■ Exercise goal
Search the material for the word "impl" and copy every line in which it occurs.

■ Given records
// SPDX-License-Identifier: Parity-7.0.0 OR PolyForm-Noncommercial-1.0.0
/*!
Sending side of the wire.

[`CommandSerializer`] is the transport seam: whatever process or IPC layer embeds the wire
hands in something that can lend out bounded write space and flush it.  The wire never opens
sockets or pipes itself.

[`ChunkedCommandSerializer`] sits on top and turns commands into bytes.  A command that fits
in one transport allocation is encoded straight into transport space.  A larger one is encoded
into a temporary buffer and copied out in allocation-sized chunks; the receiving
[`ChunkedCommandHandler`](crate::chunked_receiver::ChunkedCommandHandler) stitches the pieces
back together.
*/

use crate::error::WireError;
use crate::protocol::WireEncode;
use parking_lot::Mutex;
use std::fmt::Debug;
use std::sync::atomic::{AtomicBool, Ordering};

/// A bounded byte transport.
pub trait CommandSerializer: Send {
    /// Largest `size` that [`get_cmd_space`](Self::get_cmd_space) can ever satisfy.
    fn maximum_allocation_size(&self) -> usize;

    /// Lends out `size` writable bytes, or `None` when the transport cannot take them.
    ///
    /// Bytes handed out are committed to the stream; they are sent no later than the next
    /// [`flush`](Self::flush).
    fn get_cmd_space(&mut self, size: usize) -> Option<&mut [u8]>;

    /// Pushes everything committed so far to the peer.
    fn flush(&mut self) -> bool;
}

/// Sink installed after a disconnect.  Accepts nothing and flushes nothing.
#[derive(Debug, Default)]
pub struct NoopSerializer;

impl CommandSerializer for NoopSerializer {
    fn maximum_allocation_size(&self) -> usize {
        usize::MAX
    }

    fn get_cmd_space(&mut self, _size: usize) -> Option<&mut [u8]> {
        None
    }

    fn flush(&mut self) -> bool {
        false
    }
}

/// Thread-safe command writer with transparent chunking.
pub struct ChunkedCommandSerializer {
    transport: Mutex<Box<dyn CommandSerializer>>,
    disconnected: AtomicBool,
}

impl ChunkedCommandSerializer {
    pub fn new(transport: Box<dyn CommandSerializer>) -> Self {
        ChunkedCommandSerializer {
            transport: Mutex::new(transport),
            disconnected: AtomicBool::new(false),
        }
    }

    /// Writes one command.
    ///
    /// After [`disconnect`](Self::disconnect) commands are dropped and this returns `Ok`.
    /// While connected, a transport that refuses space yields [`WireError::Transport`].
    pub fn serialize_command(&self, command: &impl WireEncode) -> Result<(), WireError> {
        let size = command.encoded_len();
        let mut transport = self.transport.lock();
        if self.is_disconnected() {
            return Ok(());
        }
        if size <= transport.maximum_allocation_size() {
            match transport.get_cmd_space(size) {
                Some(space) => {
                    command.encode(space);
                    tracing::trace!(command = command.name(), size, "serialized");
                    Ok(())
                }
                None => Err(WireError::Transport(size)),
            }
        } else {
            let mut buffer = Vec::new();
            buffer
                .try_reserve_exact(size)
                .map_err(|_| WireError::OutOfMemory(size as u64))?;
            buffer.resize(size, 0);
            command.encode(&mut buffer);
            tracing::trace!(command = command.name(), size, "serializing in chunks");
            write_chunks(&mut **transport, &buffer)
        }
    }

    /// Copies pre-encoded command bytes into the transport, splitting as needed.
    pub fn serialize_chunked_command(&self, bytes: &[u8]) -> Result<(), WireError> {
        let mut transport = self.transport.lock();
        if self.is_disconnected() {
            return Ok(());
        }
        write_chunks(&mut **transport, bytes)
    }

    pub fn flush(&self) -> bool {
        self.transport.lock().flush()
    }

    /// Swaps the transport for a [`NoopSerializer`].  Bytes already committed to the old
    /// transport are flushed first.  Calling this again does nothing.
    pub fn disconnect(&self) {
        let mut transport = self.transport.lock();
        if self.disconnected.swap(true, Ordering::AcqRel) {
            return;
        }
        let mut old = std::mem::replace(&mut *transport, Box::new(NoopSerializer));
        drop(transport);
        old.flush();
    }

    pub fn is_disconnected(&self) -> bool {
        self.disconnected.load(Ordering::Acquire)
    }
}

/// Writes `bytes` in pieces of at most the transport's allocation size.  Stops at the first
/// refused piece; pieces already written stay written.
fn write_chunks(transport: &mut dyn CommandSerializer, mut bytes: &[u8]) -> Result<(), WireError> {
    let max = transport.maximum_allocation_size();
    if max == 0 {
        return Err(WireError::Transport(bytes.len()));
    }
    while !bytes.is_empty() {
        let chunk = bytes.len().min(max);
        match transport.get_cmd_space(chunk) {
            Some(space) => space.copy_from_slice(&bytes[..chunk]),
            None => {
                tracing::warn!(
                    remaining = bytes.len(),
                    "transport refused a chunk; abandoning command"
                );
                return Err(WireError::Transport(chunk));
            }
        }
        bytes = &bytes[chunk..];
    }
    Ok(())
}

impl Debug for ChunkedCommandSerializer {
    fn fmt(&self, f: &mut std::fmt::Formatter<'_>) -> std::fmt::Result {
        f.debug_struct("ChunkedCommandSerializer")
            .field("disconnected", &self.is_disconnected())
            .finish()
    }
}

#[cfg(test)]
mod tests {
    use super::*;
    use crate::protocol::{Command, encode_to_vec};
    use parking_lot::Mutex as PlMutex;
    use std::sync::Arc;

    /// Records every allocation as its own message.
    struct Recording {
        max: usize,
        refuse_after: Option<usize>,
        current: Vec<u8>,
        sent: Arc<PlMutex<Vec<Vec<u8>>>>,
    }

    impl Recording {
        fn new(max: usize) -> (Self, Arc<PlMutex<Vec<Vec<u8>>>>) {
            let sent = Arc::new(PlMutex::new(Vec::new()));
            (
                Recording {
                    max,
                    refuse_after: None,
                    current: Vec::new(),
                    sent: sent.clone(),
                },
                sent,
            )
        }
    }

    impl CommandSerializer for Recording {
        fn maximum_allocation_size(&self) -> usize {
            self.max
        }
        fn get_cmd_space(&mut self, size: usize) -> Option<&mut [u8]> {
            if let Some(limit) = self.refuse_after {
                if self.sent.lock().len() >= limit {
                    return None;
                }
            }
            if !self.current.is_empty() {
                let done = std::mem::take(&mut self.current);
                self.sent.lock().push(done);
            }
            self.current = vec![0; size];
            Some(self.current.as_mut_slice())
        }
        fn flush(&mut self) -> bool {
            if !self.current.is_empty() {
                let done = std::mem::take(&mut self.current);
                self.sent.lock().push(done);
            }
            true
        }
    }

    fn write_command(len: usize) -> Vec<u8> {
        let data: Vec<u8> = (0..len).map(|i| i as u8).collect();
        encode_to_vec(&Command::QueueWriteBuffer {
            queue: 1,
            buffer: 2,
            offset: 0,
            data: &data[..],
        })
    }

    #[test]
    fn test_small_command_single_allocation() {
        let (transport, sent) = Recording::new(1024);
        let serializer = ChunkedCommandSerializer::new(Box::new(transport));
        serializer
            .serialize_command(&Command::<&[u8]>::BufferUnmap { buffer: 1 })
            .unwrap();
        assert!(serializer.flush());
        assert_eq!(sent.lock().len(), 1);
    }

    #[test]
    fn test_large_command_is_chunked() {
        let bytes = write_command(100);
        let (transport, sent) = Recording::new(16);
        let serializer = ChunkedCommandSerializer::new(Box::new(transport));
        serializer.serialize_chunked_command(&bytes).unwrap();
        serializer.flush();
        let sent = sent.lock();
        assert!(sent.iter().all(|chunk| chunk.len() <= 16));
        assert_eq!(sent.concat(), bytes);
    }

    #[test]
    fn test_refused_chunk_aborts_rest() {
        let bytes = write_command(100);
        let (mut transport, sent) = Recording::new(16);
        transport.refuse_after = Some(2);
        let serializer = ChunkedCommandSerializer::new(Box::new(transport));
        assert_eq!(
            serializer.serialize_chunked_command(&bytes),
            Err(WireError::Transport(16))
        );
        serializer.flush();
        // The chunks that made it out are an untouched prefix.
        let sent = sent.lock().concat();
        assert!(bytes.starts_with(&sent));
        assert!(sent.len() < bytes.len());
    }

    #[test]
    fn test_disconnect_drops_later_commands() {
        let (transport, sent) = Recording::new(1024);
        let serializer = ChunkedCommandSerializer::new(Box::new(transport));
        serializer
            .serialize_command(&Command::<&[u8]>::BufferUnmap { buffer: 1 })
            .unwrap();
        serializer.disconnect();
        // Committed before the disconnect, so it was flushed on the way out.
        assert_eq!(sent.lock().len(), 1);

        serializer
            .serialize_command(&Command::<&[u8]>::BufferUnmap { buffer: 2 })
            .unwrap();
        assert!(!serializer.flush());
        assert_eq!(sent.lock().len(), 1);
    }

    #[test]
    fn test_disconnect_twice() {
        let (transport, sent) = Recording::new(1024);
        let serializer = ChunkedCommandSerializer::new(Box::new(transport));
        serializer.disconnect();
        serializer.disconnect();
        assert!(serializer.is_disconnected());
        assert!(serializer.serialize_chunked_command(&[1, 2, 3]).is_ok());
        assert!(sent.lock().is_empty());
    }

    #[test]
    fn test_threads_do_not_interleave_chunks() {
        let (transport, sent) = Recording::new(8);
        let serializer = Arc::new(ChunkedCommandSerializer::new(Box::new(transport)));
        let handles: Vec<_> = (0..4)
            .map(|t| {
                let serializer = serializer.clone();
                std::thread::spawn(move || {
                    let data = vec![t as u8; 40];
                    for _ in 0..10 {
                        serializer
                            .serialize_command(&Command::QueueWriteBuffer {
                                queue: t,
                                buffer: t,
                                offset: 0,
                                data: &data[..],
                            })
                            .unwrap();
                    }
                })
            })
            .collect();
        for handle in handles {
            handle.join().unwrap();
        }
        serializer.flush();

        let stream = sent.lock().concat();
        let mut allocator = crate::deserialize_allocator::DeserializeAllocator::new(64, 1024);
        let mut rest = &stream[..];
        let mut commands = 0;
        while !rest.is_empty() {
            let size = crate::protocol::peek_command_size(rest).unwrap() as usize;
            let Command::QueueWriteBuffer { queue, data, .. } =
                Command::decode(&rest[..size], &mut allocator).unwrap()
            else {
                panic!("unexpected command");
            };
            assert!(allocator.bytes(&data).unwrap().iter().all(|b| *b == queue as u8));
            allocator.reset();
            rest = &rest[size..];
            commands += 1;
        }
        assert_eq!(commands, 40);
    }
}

---

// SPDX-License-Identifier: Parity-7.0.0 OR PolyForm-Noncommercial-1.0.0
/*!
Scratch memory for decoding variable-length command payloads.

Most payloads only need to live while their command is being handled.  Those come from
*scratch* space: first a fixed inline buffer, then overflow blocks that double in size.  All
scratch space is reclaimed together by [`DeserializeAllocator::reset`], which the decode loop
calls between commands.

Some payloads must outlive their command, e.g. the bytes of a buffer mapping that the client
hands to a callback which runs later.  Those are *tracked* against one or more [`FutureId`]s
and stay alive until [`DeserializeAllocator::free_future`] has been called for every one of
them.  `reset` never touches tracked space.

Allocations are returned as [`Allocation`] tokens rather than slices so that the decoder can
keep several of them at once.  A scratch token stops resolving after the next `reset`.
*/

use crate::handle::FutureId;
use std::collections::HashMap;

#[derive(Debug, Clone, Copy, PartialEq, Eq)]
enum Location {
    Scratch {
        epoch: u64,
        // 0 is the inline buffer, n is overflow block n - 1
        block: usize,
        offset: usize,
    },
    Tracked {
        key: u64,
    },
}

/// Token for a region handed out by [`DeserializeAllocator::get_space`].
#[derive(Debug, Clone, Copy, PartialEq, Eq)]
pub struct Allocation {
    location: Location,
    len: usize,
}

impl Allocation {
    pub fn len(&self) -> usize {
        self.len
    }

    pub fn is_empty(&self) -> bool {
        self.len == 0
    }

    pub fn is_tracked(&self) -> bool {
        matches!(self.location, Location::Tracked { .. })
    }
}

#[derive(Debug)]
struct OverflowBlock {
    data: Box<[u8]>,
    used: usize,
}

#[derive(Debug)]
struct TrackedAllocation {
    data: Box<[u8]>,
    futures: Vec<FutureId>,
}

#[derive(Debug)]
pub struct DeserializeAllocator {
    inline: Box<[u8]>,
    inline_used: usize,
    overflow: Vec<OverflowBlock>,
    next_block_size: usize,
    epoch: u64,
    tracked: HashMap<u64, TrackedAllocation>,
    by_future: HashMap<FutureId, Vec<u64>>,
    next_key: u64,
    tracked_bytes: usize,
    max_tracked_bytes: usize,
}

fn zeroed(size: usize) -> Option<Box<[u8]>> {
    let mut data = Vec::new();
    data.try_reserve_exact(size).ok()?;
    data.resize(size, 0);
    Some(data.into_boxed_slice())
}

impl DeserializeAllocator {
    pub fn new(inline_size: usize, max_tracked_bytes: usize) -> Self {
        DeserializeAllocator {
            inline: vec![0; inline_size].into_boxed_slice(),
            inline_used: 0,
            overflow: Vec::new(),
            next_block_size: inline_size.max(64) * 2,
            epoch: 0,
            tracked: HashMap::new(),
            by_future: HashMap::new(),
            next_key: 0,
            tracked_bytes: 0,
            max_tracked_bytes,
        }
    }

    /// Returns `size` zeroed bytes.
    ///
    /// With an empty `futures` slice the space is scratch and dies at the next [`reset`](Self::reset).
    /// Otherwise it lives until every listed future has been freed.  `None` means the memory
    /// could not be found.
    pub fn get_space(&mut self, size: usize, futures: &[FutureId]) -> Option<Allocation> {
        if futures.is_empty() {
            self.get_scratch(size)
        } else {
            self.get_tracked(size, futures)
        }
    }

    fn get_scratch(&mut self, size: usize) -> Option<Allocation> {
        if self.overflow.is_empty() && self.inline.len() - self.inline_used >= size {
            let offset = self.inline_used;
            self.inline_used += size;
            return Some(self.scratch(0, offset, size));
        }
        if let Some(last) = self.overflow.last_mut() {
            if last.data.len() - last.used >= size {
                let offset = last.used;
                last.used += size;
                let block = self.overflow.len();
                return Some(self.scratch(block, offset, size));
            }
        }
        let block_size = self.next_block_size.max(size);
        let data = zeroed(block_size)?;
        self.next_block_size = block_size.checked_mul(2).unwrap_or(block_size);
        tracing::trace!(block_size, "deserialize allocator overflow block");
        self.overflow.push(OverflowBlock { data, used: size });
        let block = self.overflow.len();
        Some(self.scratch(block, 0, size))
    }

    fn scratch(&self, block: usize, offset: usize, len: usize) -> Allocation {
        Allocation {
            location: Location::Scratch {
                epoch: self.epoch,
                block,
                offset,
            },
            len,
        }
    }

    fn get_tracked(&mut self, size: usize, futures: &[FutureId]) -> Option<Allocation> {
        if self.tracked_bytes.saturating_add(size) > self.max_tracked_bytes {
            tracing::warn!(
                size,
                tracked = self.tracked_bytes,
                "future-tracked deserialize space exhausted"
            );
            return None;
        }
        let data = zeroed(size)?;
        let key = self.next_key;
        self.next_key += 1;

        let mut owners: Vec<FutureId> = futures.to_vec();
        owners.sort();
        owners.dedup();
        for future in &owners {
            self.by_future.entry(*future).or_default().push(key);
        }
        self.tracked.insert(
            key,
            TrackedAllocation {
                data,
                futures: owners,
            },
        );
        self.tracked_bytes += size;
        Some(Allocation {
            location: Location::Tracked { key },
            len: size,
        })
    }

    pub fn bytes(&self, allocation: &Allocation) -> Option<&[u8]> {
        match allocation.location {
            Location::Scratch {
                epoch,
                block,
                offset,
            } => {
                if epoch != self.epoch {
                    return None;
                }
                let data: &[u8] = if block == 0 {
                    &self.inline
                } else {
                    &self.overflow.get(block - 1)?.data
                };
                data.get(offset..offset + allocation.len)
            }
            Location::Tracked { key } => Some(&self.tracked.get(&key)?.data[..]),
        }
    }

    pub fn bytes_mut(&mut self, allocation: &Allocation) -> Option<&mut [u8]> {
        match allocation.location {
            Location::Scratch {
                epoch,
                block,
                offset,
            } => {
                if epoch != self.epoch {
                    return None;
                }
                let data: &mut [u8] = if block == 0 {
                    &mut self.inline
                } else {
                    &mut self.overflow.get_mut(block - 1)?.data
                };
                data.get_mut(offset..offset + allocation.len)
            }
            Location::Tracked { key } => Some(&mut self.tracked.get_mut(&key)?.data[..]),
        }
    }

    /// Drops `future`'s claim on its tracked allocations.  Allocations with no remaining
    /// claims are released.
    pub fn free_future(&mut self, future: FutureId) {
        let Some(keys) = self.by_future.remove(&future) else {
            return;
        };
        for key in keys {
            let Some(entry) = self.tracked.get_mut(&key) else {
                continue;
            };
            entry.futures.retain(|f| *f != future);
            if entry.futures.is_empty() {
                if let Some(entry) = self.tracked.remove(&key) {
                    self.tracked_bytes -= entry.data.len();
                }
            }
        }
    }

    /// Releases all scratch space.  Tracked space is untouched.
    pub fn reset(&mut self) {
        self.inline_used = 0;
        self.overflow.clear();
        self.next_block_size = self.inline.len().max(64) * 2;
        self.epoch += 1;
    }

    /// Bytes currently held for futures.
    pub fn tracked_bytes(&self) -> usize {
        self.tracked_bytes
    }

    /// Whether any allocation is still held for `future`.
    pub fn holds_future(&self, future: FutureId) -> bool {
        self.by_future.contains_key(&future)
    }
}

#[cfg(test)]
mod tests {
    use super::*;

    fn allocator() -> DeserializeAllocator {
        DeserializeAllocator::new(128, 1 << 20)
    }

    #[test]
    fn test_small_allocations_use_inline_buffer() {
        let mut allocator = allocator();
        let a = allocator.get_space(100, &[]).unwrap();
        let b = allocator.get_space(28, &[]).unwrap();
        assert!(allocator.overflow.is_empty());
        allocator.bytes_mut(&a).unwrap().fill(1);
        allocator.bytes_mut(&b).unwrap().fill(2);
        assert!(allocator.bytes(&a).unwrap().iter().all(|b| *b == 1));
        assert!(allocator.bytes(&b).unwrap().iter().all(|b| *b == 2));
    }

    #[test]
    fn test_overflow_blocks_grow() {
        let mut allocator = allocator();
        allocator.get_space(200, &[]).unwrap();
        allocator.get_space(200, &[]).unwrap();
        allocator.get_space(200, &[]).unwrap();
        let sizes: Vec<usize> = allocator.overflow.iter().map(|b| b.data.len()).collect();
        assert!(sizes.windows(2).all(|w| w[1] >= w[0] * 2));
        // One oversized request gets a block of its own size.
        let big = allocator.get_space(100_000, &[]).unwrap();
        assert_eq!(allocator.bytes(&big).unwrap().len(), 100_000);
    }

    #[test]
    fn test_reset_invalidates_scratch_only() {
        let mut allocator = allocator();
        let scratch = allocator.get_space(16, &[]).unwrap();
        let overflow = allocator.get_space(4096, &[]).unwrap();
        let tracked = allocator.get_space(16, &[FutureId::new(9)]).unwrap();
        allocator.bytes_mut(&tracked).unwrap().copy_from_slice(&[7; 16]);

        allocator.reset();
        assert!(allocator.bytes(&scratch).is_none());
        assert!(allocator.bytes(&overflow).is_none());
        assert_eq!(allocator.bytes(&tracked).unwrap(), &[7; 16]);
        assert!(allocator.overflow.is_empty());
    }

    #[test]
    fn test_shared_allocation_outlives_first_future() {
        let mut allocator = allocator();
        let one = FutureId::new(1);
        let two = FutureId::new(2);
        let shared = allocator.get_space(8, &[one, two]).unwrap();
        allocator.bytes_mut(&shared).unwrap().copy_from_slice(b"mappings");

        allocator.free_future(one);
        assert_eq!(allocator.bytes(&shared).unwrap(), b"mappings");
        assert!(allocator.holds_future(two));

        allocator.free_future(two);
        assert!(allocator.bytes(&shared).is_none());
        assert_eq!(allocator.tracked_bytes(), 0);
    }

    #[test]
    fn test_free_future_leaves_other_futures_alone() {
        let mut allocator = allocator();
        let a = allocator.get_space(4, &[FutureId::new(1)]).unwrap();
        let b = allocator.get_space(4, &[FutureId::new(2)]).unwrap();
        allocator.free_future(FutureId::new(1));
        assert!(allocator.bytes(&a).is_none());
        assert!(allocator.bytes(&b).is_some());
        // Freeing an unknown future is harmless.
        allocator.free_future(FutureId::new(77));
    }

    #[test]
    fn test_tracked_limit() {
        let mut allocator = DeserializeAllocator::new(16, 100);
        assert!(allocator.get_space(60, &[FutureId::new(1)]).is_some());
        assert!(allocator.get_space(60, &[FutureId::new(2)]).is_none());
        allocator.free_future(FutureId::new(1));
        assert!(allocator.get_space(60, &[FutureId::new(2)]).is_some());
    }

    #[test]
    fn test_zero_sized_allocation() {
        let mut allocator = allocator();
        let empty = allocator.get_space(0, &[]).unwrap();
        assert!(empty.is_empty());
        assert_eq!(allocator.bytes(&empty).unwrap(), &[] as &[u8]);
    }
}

■ Finished exercise
impl CommandSerializer for NoopSerializer {
impl ChunkedCommandSerializer {
    pub fn serialize_command(&self, command: &impl WireEncode) -> Result<(), WireError> {
impl Debug for ChunkedCommandSerializer {
    impl Recording {
    impl CommandSerializer for Recording {
impl Allocation {
impl DeserializeAllocator {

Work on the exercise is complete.